Energie für die Welt von morgen – Trends, Szenarien, Zukunftsmärkte

Die Struktur der weltweiten Energieversorgung wird sich in den kommenden Jahrzehnten grundlegend ändern. Dabei werden erneuerbare Energien zunehmend an Bedeutung gewinnen. Ursache für den Umbruch in der Energiewirtschaft wird ein deutlicher Preisanstieg für die knapper werdenden fossilen Brennstoffe sein. Hinzu kommen Klimaschäden, die dem Einsatz von Öl und Kohle zur Energiegewinnung schon heute Grenzen setzen. Die Energieprobleme werden nur durch den Ausbau umweltfreundlicher Energieträger sowie die effizientere Erzeugung und Nutzung von Energie zu lösen sein.

In den kommenden Jahrzehnten sehen wir erhebliche Investitionen in Techniken zur rationellen Energieumwandlung und Energienutzung. Auch der Anteil erneuerbarer Energieträger wird deutlich steigen. Die Wasserstofftechnologie kann die Nutzungsgrenzen von erneuerbaren Energien erheblich erweitern. Dies setzt aber zunächst eine wesentlich stärkere Nutzung dieser Energiequellen voraus. Den gängigen Prognosen, wonach der Weltenergieverbrauch im Jahre 2030 um 60 Prozent über dem heutigen Niveau liegt und auch dann noch vorwiegend mit fossilen Brennstoffen gedeckt wird, stellen wir ein Szenario gegenüber, in dem es im Laufe der nächsten Jahrzehnte zu tief greifenden Veränderungen des Energiesystems kommt.

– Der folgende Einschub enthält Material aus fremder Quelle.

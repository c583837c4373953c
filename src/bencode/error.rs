use thiserror::Error;

/// Errors raised by the bencode codec.
///
/// Every variant except [`BencodeError::BufferTooSmall`] is a malformed-input
/// condition found while decoding and carries the byte offset where the decoder
/// gave up. Decoding never recovers partially.
#[derive(Debug, Error, Clone, PartialEq, Eq)]
pub enum BencodeError {
    #[error("missing delimiter {delimiter:?} after offset {offset}")]
    MissingDelimiter { offset: usize, delimiter: char },

    #[error("not a number: byte 0x{byte:02x} at offset {offset}")]
    NotANumber { offset: usize, byte: u8 },

    #[error("byte string at offset {offset} declares {length} bytes but only {available} remain")]
    Truncated {
        offset: usize,
        length: usize,
        available: usize,
    },

    #[error("unterminated {kind} starting at offset {offset}")]
    Unterminated { offset: usize, kind: &'static str },

    #[error("integer at offset {offset} does not fit in 64 bits")]
    Overflow { offset: usize },

    #[error("negative byte string length at offset {offset}")]
    NegativeLength { offset: usize },

    #[error("nesting deeper than {max_depth} levels at offset {offset}")]
    NestingTooDeep { offset: usize, max_depth: usize },

    #[error("output buffer too small: need {needed} bytes, {available} available")]
    BufferTooSmall { needed: usize, available: usize },
}

impl BencodeError {
    /// True for the decode-time variants, i.e. the input was not valid bencode.
    pub fn is_malformed(&self) -> bool {
        !matches!(self, BencodeError::BufferTooSmall { .. })
    }

    /// Byte offset of a decode failure.
    pub fn offset(&self) -> Option<usize> {
        match self {
            BencodeError::MissingDelimiter { offset, .. }
            | BencodeError::NotANumber { offset, .. }
            | BencodeError::Truncated { offset, .. }
            | BencodeError::Unterminated { offset, .. }
            | BencodeError::Overflow { offset }
            | BencodeError::NegativeLength { offset }
            | BencodeError::NestingTooDeep { offset, .. } => Some(*offset),
            BencodeError::BufferTooSmall { .. } => None,
        }
    }
}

Auf der Basis verbesserter Technologien wird langfristig auch Kohle noch stärker zur Stromerzeugung genutzt. Grund dafür ist die voraussichtlich ab 2020 mögliche emissionsfreie Verstromung der Kohle. Für Erdgas sind die Perspektiven bereits auf mittlere Sicht überaus günstig, vor allem, weil neue Märkte in Schwellenländern erschlossen und Gas zunehmend in Kraftwerken eingesetzt wird. Die Substitution von Kohle und Öl durch Erdgas ist darüber hinaus ein wirksamer Schritt zur Entschärfung der Klimaproblematik. Allerdings erfordert der steigende Erdgasverbrauch in den nächsten Jahren weltweit erhebliche Investitionen der Gaswirtschaft. Denkbar ist auch eine Renaissance der Kernenergie: Technisch weiterentwickelte Kraftwerkstypen der vierten Generation werden etwa ab dem Jahr 2020 Marktreife erreichen und deutlich weniger radioaktive Abfälle verursachen.

Der zuletzt stark gestiegene Ölpreis ist unserer Einschätzung nach kein Zeichen für die drohende Verknappung der Ölreserven. Selbst wenn der Ölverbrauch weiter steigt, reichen die Reserven noch bis weit in die zweite Hälfte dieses Jahrhunderts. Das Angebot an Öl kann aufgrund ausgeweiteter Kapazitäten schon in wenigen Jahren deutlich steigen. Ein Sinken des Ölpreises auf ein Niveau von unter 30 Dollar pro Fass ist allerdings unwahrscheinlich. Dagegen sprechen die immer schwierigere Suche nach neuen Ölvorkommen, die steigenden Kosten der Förderung und die zunehmende Preismacht der OPEC-Länder.

Für Kapitalanleger sehen wir besonders gute Wachstumschancen bei Technologien für eine effizientere Stromversorgung (Kraft-Wärme-Kopplung, fossile Kraftwerkstechnik, dezentrale Energiesysteme) sowie Technologien zur Steigerung der Energieeffizienz beim Endverbraucher. Aber auch erneuerbare Energien im Verbund mit dezentralen Energiesystemen und der Erdgasmarkt sollten bei der Zusammenstellung eines Energieportfolios in jedem Fall Beachtung finden.

Neben Investments, die auf eine nachhaltige Energieversorgung ausgerichtet sind, versprechen auch die klassischen Energiewerte in den kommenden Jahren unserer Ansicht nach eine überdurchschnittliche Performance; vor allem dann, wenn der Ölpreis hoch bleibt.